> _Directions_
Copy all entries exactly.

Material provided Start Marker

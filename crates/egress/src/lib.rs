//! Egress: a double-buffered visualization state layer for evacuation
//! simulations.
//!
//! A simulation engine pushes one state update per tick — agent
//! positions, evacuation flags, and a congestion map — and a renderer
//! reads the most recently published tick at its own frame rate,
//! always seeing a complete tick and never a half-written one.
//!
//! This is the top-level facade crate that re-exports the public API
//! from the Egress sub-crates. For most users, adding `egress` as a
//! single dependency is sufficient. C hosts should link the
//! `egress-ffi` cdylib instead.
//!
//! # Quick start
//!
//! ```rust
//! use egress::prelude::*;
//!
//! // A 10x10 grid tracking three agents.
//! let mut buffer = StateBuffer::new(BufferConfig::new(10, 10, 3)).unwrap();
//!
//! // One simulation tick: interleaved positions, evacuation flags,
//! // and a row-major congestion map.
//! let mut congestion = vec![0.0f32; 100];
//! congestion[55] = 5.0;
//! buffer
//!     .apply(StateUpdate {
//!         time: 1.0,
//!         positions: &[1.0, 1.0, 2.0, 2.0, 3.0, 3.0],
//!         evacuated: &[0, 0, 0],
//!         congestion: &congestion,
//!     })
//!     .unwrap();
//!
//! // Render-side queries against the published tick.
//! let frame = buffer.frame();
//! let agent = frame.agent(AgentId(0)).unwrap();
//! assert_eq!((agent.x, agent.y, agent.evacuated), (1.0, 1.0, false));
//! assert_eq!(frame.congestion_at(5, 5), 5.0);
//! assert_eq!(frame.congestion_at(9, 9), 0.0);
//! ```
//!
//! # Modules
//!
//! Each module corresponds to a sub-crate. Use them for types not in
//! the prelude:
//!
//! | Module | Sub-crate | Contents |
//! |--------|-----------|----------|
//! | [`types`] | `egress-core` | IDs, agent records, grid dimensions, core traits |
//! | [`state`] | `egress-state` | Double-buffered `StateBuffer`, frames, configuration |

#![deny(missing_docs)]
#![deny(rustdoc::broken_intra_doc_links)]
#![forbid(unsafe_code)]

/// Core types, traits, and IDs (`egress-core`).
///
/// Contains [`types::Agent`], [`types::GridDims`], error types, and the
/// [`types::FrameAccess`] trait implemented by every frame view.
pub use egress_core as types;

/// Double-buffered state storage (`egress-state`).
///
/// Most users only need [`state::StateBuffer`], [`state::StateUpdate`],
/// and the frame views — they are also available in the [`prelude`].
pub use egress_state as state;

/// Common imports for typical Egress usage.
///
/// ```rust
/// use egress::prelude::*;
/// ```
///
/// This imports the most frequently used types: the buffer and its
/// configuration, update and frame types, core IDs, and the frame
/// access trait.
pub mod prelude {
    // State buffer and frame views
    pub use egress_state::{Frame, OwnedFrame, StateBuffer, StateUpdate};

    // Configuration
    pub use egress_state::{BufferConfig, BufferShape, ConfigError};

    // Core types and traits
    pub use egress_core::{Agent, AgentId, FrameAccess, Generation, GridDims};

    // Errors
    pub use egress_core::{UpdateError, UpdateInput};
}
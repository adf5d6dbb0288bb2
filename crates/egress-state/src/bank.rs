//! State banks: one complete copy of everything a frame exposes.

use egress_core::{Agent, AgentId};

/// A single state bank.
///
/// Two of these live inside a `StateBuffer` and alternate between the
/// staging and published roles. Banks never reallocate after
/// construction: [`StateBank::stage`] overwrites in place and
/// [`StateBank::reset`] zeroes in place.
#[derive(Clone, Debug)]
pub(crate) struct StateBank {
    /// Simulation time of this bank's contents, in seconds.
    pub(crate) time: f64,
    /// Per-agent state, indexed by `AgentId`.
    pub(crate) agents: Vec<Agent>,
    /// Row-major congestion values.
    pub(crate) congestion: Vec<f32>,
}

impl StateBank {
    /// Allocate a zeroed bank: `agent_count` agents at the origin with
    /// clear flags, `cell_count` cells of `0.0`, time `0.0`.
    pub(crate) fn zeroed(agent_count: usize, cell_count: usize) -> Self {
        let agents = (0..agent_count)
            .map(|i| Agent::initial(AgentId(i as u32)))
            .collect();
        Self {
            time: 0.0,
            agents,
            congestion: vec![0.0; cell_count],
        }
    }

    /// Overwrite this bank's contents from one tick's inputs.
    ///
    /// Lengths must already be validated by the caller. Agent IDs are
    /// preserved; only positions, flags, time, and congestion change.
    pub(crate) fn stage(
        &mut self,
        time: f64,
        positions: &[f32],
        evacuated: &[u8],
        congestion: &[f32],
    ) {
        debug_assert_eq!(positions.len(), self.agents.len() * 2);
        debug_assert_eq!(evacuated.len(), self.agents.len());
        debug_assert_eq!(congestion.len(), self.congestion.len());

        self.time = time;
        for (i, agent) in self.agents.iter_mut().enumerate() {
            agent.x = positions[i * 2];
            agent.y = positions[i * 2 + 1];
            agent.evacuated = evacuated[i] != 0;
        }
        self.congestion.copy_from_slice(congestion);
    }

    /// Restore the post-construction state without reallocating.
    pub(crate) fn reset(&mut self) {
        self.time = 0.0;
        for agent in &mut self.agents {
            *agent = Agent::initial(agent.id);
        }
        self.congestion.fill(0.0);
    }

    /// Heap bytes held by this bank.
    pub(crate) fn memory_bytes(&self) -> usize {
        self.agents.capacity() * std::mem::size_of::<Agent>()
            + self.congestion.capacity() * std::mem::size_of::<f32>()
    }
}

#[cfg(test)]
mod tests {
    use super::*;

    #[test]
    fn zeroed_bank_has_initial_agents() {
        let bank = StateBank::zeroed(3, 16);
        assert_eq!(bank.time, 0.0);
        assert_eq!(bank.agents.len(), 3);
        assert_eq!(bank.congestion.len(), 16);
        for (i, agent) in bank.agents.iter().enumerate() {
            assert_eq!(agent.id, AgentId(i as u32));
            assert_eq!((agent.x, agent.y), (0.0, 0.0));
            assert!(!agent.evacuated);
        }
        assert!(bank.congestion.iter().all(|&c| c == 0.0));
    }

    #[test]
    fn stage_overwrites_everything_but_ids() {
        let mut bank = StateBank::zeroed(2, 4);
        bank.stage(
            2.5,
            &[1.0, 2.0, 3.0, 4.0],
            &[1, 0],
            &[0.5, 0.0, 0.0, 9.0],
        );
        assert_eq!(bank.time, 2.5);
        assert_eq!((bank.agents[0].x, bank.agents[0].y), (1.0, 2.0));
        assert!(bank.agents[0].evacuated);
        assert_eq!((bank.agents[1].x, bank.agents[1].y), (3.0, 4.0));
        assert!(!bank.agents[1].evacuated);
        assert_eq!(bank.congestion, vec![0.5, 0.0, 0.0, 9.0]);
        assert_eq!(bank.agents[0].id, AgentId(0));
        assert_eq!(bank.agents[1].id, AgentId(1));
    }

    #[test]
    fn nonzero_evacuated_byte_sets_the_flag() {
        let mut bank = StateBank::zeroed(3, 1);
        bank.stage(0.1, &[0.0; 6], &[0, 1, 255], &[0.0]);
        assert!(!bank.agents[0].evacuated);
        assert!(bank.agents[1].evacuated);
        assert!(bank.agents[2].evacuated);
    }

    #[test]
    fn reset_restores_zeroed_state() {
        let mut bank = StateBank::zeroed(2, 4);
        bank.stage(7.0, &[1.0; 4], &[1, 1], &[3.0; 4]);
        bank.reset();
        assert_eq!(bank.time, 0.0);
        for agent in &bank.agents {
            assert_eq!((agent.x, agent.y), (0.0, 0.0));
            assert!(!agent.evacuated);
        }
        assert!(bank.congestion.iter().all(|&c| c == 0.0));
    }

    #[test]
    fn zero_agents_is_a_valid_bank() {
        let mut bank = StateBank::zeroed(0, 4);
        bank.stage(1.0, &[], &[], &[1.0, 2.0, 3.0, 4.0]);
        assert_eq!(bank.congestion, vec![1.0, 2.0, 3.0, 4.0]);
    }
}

Material provided End Marker

> _Result of the task_
filename crates/egress/src/lib.rs
//! Egress: a double-buffered visualization state layer for evacuation
//! simulations.
//!
//! A simulation engine pushes one state update per tick — agent
//! positions, evacuation flags, and a congestion map — and a renderer
//! reads the most recently published tick at its own frame rate,
//! always seeing a complete tick and never a half-written one.
//!
//! This is the top-level facade crate that re-exports the public API
//! from the Egress sub-crates. For most users, adding `egress` as a
//! single dependency is sufficient. C hosts should link the
//! `egress-ffi` cdylib instead.
//!
//! # Quick start
//!
//! ```rust
//! use egress::prelude::*;
//!
//! // A 10x10 grid tracking three agents.
//! let mut buffer = StateBuffer::new(BufferConfig::new(10, 10, 3)).unwrap();
//!
//! // One simulation tick: interleaved positions, evacuation flags,
//! // and a row-major congestion map.
//! let mut congestion = vec![0.0f32; 100];
//! congestion[55] = 5.0;
//! buffer
//!     .apply(StateUpdate {
//!         time: 1.0,
//!         positions: &[1.0, 1.0, 2.0, 2.0, 3.0, 3.0],
//!         evacuated: &[0, 0, 0],
//!         congestion: &congestion,
//!     })
//!     .unwrap();
//!
//! // Render-side queries against the published tick.
//! let frame = buffer.frame();
//! let agent = frame.agent(AgentId(0)).unwrap();
//! assert_eq!((agent.x, agent.y, agent.evacuated), (1.0, 1.0, false));
//! assert_eq!(frame.congestion_at(5, 5), 5.0);
//! assert_eq!(frame.congestion_at(9, 9), 0.0);
//! ```
//!
//! # Modules
//!
//! Each module corresponds to a sub-crate. Use them for types not in
//! the prelude:
//!
//! | Module | Sub-crate | Contents |
//! |--------|-----------|----------|
//! | [`types`] | `egress-core` | IDs, agent records, grid dimensions, core traits |
//! | [`state`] | `egress-state` | Double-buffered `StateBuffer`, frames, configuration |

#![deny(missing_docs)]
#![deny(rustdoc::broken_intra_doc_links)]
#![forbid(unsafe_code)]

/// Core types, traits, and IDs (`egress-core`).
///
/// Contains [`types::Agent`], [`types::GridDims`], error types, and the
/// [`types::FrameAccess`] trait implemented by every frame view.
pub use egress_core as types;

/// Double-buffered state storage (`egress-state`).
///
/// Most users only need [`state::StateBuffer`], [`state::StateUpdate`],
/// and the frame views — they are also available in the [`prelude`].
pub use egress_state as state;

/// Common imports for typical Egress usage.
///
/// ```rust
/// use egress::prelude::*;
/// ```
///
/// This imports the most frequently used types: the buffer and its
/// configuration, update and frame types, core IDs, and the frame
/// access trait.
pub mod prelude {
    // State buffer and frame views
    pub use egress_state::{Frame, OwnedFrame, StateBuffer, StateUpdate};

    // Configuration
    pub use egress_state::{BufferConfig, BufferShape, ConfigError};

    // Core types and traits
    pub use egress_core::{Agent, AgentId, FrameAccess, Generation, GridDims};

    // Errors
    pub use egress_core::{UpdateError, UpdateInput};
}
repository adf5d6dbb0288bb2
filename crates/egress-state/src/bank.rs
//! State banks: one complete copy of everything a frame exposes.

use egress_core::{Agent, AgentId};

/// A single state bank.
///
/// Two of these live inside a `StateBuffer` and alternate between the
/// staging and published roles. Banks never reallocate after
/// construction: [`StateBank::stage`] overwrites in place and
/// [`StateBank::reset`] zeroes in place.
#[derive(Clone, Debug)]
pub(crate) struct StateBank {
    /// Simulation time of this bank's contents, in seconds.
    pub(crate) time: f64,
    /// Per-agent state, indexed by `AgentId`.
    pub(crate) agents: Vec<Agent>,
    /// Row-major congestion values.
    pub(crate) congestion: Vec<f32>,
}

impl StateBank {
    /// Allocate a zeroed bank: `agent_count` agents at the origin with
    /// clear flags, `cell_count` cells of `0.0`, time `0.0`.
    pub(crate) fn zeroed(agent_count: usize, cell_count: usize) -> Self {
        let agents = (0..agent_count)
            .map(|i| Agent::initial(AgentId(i as u32)))
            .collect();
        Self {
            time: 0.0,
            agents,
            congestion: vec![0.0; cell_count],
        }
    }

    /// Overwrite this bank's contents from one tick's inputs.
    ///
    /// Lengths must already be validated by the caller. Agent IDs are
    /// preserved; only positions, flags, time, and congestion change.
    pub(crate) fn stage(
        &mut self,
        time: f64,
        positions: &[f32],
        evacuated: &[u8],
        congestion: &[f32],
    ) {
        debug_assert_eq!(positions.len(), self.agents.len() * 2);
        debug_assert_eq!(evacuated.len(), self.agents.len());
        debug_assert_eq!(congestion.len(), self.congestion.len());

        self.time = time;
        for (i, agent) in self.agents.iter_mut().enumerate() {
            agent.x = positions[i * 2];
            agent.y = positions[i * 2 + 1];
            agent.evacuated = evacuated[i] != 0;
        }
        self.congestion.copy_from_slice(congestion);
    }

    /// Restore the post-construction state without reallocating.
    pub(crate) fn reset(&mut self) {
        self.time = 0.0;
        for agent in &mut self.agents {
            *agent = Agent::initial(agent.id);
        }
        self.congestion.fill(0.0);
    }

    /// Heap bytes held by this bank.
    pub(crate) fn memory_bytes(&self) -> usize {
        self.agents.capacity() * std::mem::size_of::<Agent>()
            + self.congestion.capacity() * std::mem::size_of::<f32>()
    }
}

#[cfg(test)]
mod tests {
    use super::*;

    #[test]
    fn zeroed_bank_has_initial_agents() {
        let bank = StateBank::zeroed(3, 16);
        assert_eq!(bank.time, 0.0);
        assert_eq!(bank.agents.len(), 3);
        assert_eq!(bank.congestion.len(), 16);
        for (i, agent) in bank.agents.iter().enumerate() {
            assert_eq!(agent.id, AgentId(i as u32));
            assert_eq!((agent.x, agent.y), (0.0, 0.0));
            assert!(!agent.evacuated);
        }
        assert!(bank.congestion.iter().all(|&c| c == 0.0));
    }

    #[test]
    fn stage_overwrites_everything_but_ids() {
        let mut bank = StateBank::zeroed(2, 4);
        bank.stage(
            2.5,
            &[1.0, 2.0, 3.0, 4.0],
            &[1, 0],
            &[0.5, 0.0, 0.0, 9.0],
        );
        assert_eq!(bank.time, 2.5);
        assert_eq!((bank.agents[0].x, bank.agents[0].y), (1.0, 2.0));
        assert!(bank.agents[0].evacuated);
        assert_eq!((bank.agents[1].x, bank.agents[1].y), (3.0, 4.0));
        assert!(!bank.agents[1].evacuated);
        assert_eq!(bank.congestion, vec![0.5, 0.0, 0.0, 9.0]);
        assert_eq!(bank.agents[0].id, AgentId(0));
        assert_eq!(bank.agents[1].id, AgentId(1));
    }

    #[test]
    fn nonzero_evacuated_byte_sets_the_flag() {
        let mut bank = StateBank::zeroed(3, 1);
        bank.stage(0.1, &[0.0; 6], &[0, 1, 255], &[0.0]);
        assert!(!bank.agents[0].evacuated);
        assert!(bank.agents[1].evacuated);
        assert!(bank.agents[2].evacuated);
    }

    #[test]
    fn reset_restores_zeroed_state() {
        let mut bank = StateBank::zeroed(2, 4);
        bank.stage(7.0, &[1.0; 4], &[1, 1], &[3.0; 4]);
        bank.reset();
        assert_eq!(bank.time, 0.0);
        for agent in &bank.agents {
            assert_eq!((agent.x, agent.y), (0.0, 0.0));
            assert!(!agent.evacuated);
        }
        assert!(bank.congestion.iter().all(|&c| c == 0.0));
    }

    #[test]
    fn zero_agents_is_a_valid_bank() {
        let mut bank = StateBank::zeroed(0, 4);
        bank.stage(1.0, &[], &[], &[1.0, 2.0, 3.0, 4.0]);
        assert_eq!(bank.congestion, vec![1.0, 2.0, 3.0, 4.0]);
    }
}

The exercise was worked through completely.